Source code for the Behavioral Cloning project from Udacity's Self Driving Car Nanodegree.
The data used in this project was provided from Udacity in the project description. This data contains 8036 samples on driving in the first track from simulator. Each row contains three images from left, center and right cameras and a steering angle (other input parameters are not used here).
See below an example of left, center and right images:
This data is highly unbalanced, as you may see below:
An data augmentation process was used to have a better balance of data. It consist of three steps:
- Use right images and adjust the steering angle with a constant of -0.25.
- Use left images and adjust the steering angle with a constant of 0.25.
- Flip right, left and center images that has steering angles greater than 0.01.
After that, the augmented data had a much better balance:
Steps for image preprocessing:
- Resize the input image from 320x160 to 80x40.
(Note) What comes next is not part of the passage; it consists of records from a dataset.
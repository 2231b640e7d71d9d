//! HTTP client wrapper
//!
//! One request at a time against the service under test. No retries and no caching:
//! whatever the service does is what gets reported.

pub mod types;

pub use types::*;

use async_trait::async_trait;
use std::time::{Duration, Instant};

/// Anything that can carry an [`ApiRequest`] to the service
#[async_trait]
pub trait ApiTransport: Send + Sync {
    /// Send the request. `Err` means the call never completed; any HTTP status,
    /// including 4xx/5xx, comes back as `Ok`.
    async fn request(&self, request: ApiRequest) -> Result<ApiResponse, ClientError>;

    /// Base URL requests are resolved against
    fn base_url(&self) -> &str;
}

/// reqwest-backed transport with a fixed per-request timeout
pub struct HttpClient {
    client: reqwest::Client,
    base_url: String,
    timeout: Duration,
}

impl HttpClient {
    pub fn new(base_url: &str, timeout: Duration) -> Result<Self, ClientError> {
        let client = reqwest::Client::builder()
            .timeout(timeout)
            .build()
            .map_err(|e| ClientError::Build(e.to_string()))?;

        Ok(Self {
            client,
            base_url: base_url.trim_end_matches('/').to_string(),
            timeout,
        })
    }

    pub fn url_for(&self, path: &str) -> String {
        format!("{}/{}", self.base_url, path.trim_start_matches('/'))
    }

    fn transport_error(&self, method: HttpMethod, path: &str, err: reqwest::Error) -> ClientError {
        if err.is_timeout() {
            ClientError::Timeout {
                method,
                path: path.to_string(),
                timeout_secs: self.timeout.as_secs(),
            }
        } else {
            ClientError::Transport {
                method,
                path: path.to_string(),
                message: err.to_string(),
            }
        }
    }
}

#[async_trait]
impl ApiTransport for HttpClient {
    async fn request(&self, request: ApiRequest) -> Result<ApiResponse, ClientError> {
        let method = request.method;
        let url = self.url_for(&request.path);
        let mut req = self.client.request(method.as_reqwest(), &url);

        if let Some(token) = &request.token {
            req = req.bearer_auth(token);
        }

        if let Some(payload) = request.multipart {
            req = req.multipart(build_form(method, &request.path, payload)?);
        } else if let Some(body) = &request.body {
            req = req.json(body);
        }

        log::debug!("-> {} {}", method, url);
        let started = Instant::now();

        let res = req
            .send()
            .await
            .map_err(|e| self.transport_error(method, &request.path, e))?;
        let status = res.status().as_u16();
        let text = res
            .text()
            .await
            .map_err(|e| self.transport_error(method, &request.path, e))?;
        let elapsed_ms = started.elapsed().as_millis() as u64;

        log::debug!("<- {} {} {} ({}ms)", status, method, url, elapsed_ms);
        Ok(ApiResponse::from_text(status, text, elapsed_ms))
    }

    fn base_url(&self) -> &str {
        &self.base_url
    }
}

fn build_form(
    method: HttpMethod,
    path: &str,
    payload: MultipartPayload,
) -> Result<reqwest::multipart::Form, ClientError> {
    let mut form = reqwest::multipart::Form::new();
    for (name, value) in payload.fields {
        form = form.text(name, value);
    }
    for file in payload.files {
        let part = reqwest::multipart::Part::bytes(file.bytes)
            .file_name(file.filename)
            .mime_str(&file.content_type)
            .map_err(|e| ClientError::InvalidRequest {
                method,
                path: path.to_string(),
                message: format!("bad content type '{}': {}", file.content_type, e),
            })?;
        form = form.part(file.field, part);
    }
    Ok(form)
}


#[cfg(test)]
mod tests {
    use super::*;

    #[test]
    fn test_url_join_ignores_extra_slashes() {
        let client = HttpClient::new("http://localhost:3000/api/", Duration::from_secs(30)).unwrap();
        assert_eq!(
            client.url_for("/test-series?includeUnpublished=true"),
            "http://localhost:3000/api/test-series?includeUnpublished=true"
        );
        assert_eq!(client.base_url(), "http://localhost:3000/api");
    }

    #[tokio::test]
    async fn test_unreachable_host_is_transport_error() {
        // Port 9 (discard) on loopback is closed on any sane CI box
        let client = HttpClient::new("http://127.0.0.1:9/api", Duration::from_secs(2)).unwrap();
        let err = client
            .request(ApiRequest::new(HttpMethod::Get, "categories"))
            .await
            .unwrap_err();
        assert!(matches!(
            err,
            ClientError::Transport { .. } | ClientError::Timeout { .. }
        ));
    }
}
- Crop image vertically, removing the first 15 and the last 7 pixels, resulting in a 80x18 image.
- Convert color space from BGR to HSV to offer an advantage to the model in using a color space that has a separated brightness (value) component.
- Convert image from (0, 255) to (-1, 1) to centralize the input data and keep it with zero mean and small variance to help the optimizer in finding a good solution.
The deep learning model designed for this project consist of five layers.
The first is a convolution layer with a 3x3 kernel, the image data as inputs (18x80x3) and an output of 16 channels. This layer uses ReLU as the activation function. This layer also uses max pooling (with k=2), so the output was reduced to 9x40x16.
The second layer is similar to the first layer but has an output of 64 channels. So the final output (after pooling) for this layer is 4x20x64.
The third is a fully connected layer, that receives the flattened second convolution layer as input and has an output of 256. This layer uses ReLU as the activation function.
The forth layer is similar to the third but has an output of 50.
The fifth and final layer is also a fully connected layer, that receives the above layer as input and has an output of one value, representing the steering angle in respect of the input image.
Dropout with probability of 0.2 was used after each layer (except the output layer) to reduce overfitting. The model uses a loss function with regularization to be even more strong against overfitting. This regularization parameter was useful in reducing oscillation and to get a more stable driving.
It's not feasible for this problem to load and preprocess all data in memory to feed the network for training. So, a python generator function was used to provide input data in batches.
The input data was randomly selected to use 80% for training and 20% for validation.
The Adam optimizer was used because it's a better fit to stochastic optimizations by controlling the learning rate along each round of training.
To prevent overfitting, the model uses a loss function with regularization (beta=0.002) and dropout (probability=0.2). The batch size is 100 and the number of epochs is 5. However, after 3 epochs the results starts to improve very slowly and does not seems to be relevant for the final results.
The loss function used in the optimization process was the mean squared error. Since this is a regression problem an accuracy metric was not used in the optimization process.
The mean squared error achieved in the training process was 0.0297 and 0.0280 for the training and validation data, respectively.
The deep learning network described here was able to successfully drive the car throughout the track 1: one lap example. The second track was also evaluated and the car drives successfully on a large part of it, even without training with data from the second track.
See below some predictions made by the model described here:
An example of the output from convolution layers can be visualized here for first layer and second layer.